Le cas des dictatures

L’exception importante à cette vision critique des cryptomonnaies provient des pays dysfonctionnels. En effet miroir, dans un pays où l’inflation est galopante ou dans un pays où l’État peut d’un jeu d’écritures exproprier une partie de l’épargne des particuliers ou des entreprises (on pense par exemple à certains pays d’Amérique latine), une monnaie plus stable et moins traçable peut faire l’affaire (le bitcoin vient alors en substitution du dollar dans de tels pays, avec des coûts de transaction et de dissimulation plus faibles). De façon similaire, il n’est pas bon qu’un régime dictatorial observe toutes les transactions et en particulier puisse voir celles d’opposants politiques ou de minorités qu’il opprime. De fait, certains partisans du bitcoin arguent que le gouvernement ne devrait pas avoir un accès aisé aux transactions et détentions de monnaie, pas plus que la police ne peut perquisitionner dans notre domicile sans commission rogatoire délivrée par un juge d’instruction indépendant, ce qui est problématique en l’absence d’État de droit. La cryptomonnaie devient utile dans un environnement où l’État est l’ennemi des citoyens.

Les fondamentaux n’ont pas changé

Si les technologies évoluent rapidement (et c’est dans l’ensemble une très bonne chose), les mécanismes économiques restent les mêmes. À ce titre, l’engouement pour les ICO n’est guère rassurant. Annoncée comme une libération vis­-à-­vis du pouvoir des intermédiaires financiers, du capital-risque aux banques, l’émission directe de titres aux épargnants néglige les fondamentaux de la finance: le recours à des intermédiaires de confiance, bien capitalisés et jouissant d’une bonne réputation, pour surveiller les projets. Des siècles d’expérience nous ont appris qu’il est important pour les investisseurs d’écarter les projets frauduleux ou de faible valeur économique et de faire entendre leur voix dans la gouvernance d’entreprise. La sélection des projets et des emprunteurs et leur surveillance une fois les projets lancés sont des «biens publics» du point de vue des investisseurs; le problème du passager clandestin (free-riding) rend leur fourniture improbable dans la plupart des formes d’ICO. Finalement, pour financer les projets par une ICO, les bailleurs de fonds émettent et remettent des tokens aux investisseurs.

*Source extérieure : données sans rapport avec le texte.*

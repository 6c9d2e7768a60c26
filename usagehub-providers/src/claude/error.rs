//! Claude-specific errors.

use thiserror::Error;
use usagehub_fetch::{FetchError, FetchResult};

/// Errors specific to Claude operations.
#[derive(Debug, Error)]
pub enum ClaudeError {
    /// Credentials file not found.
    #[error("Credentials not found: {0}")]
    CredentialsNotFound(String),

    /// Credentials file could not be parsed.
    #[error("Invalid credentials: {0}")]
    InvalidCredentials(String),

    /// Token expired and there is nothing to refresh it with.
    #[error("OAuth token expired and no refresh token is stored")]
    MissingRefreshToken,

    /// The token endpoint rejected the refresh token (`invalid_grant`).
    #[error("Refresh token rejected: {0}")]
    RefreshRejected(String),

    /// The token endpoint failed for another reason.
    #[error("Token refresh failed: {0}")]
    RefreshFailed(String),

    /// The usage API rejected the access token.
    #[error("OAuth token rejected")]
    TokenRejected,

    /// The token lacks a scope the usage API needs.
    #[error("OAuth token is missing the {0} scope")]
    MissingScope(String),

    /// Rate limited by the API.
    #[error("Rate limited, retry after {0:?} seconds")]
    RateLimited(Option<u64>),

    /// Unexpected HTTP status.
    #[error("Usage API returned HTTP {0}")]
    UnexpectedStatus(u16),

    /// Response body did not match the expected shape.
    #[error("Invalid response: {0}")]
    InvalidResponse(String),

    /// Transport error.
    #[error(transparent)]
    Fetch(#[from] FetchError),

    /// IO error.
    #[error("IO error: {0}")]
    Io(#[from] std::io::Error),
}

impl ClaudeError {
    /// Returns true if retrying another way would not help.
    pub fn is_fatal(&self) -> bool {
        matches!(self, Self::TokenRejected | Self::MissingScope(_))
    }
}

impl From<reqwest::Error> for ClaudeError {
    fn from(err: reqwest::Error) -> Self {
        Self::Fetch(err.into())
    }
}

impl From<usagehub_fetch::HttpError> for ClaudeError {
    fn from(err: usagehub_fetch::HttpError) -> Self {
        Self::Fetch(err.into())
    }
}

impl From<ClaudeError> for FetchResult {
    fn from(err: ClaudeError) -> Self {
        if err.is_fatal() {
            FetchResult::fatal(err.to_string())
        } else {
            FetchResult::recoverable(err.to_string())
        }
    }
}
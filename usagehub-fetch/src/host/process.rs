//! Helper program lookup and spawning.
//!
//! Strategies never run vendor tools directly. They ask the [`ProcessRunner`]
//! in their [`FetchContext`](crate::FetchContext) whether a tool is installed
//! and have it spawn the tool, so tests and alternative hosts can substitute
//! the search path.

use std::ffi::OsString;
use std::path::PathBuf;
use std::process::Stdio;

use tokio::process::{Child, Command};
use tracing::{debug, instrument, warn};

use crate::error::ProcessError;

/// Looks up and spawns helper programs.
#[derive(Debug, Clone, Default)]
pub struct ProcessRunner {
    search_path: Option<OsString>,
}

impl ProcessRunner {
    /// Runner that searches the process `PATH`.
    pub fn new() -> Self {
        Self::default()
    }

    /// Runner that searches `path` (a `PATH`-style list) instead.
    pub fn with_search_path(path: impl Into<OsString>) -> Self {
        Self {
            search_path: Some(path.into()),
        }
    }

    /// Finds the full path to a command.
    pub fn which(&self, cmd: &str) -> Option<PathBuf> {
        let found = match &self.search_path {
            Some(paths) => {
                let cwd = std::env::current_dir().ok()?;
                which::which_in(cmd, Some(paths), cwd)
            }
            None => which::which(cmd),
        };
        found.ok()
    }

    /// Returns true if the command can be found.
    pub fn command_exists(&self, cmd: &str) -> bool {
        self.which(cmd).is_some()
    }

    /// Starts `cmd` with no stdio attached.
    ///
    /// The child is killed when the returned handle is dropped, so callers
    /// that give up early never leave the helper running.
    ///
    /// # Errors
    ///
    /// Returns `ProcessError::NotFound` if the command is missing, or an IO
    /// error if it cannot be started.
    #[instrument(skip(self, args), fields(cmd = %cmd))]
    pub fn spawn<I, S>(&self, cmd: &str, args: I) -> Result<Child, ProcessError>
    where
        I: IntoIterator<Item = S>,
        S: AsRef<std::ffi::OsStr>,
    {
        let path = self.which(cmd).ok_or_else(|| {
            warn!("Command not found");
            ProcessError::NotFound(cmd.to_string())
        })?;

        let child = Command::new(&path)
            .args(args)
            .stdin(Stdio::null())
            .stdout(Stdio::null())
            .stderr(Stdio::null())
            .kill_on_drop(true)
            .spawn()?;
        debug!(path = %path.display(), pid = ?child.id(), "Spawned");
        Ok(child)
    }
}

// ============================================================================
// Tests
// ============================================================================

Ces tokens sont souvent comparés à des actions mais, contrairement aux actions, ils ne confèrent le plus souvent aucun droit de vote, et donc peu de participation à la gouvernance des projets. En outre, si la distribution des dividendes se fait en tokens plutôt qu’en dollars ou en euros par exemple, les tokens sont à nouveau de pures bulles et leur valeur peut tomber à zéro quel que soit le succès de l’entreprise.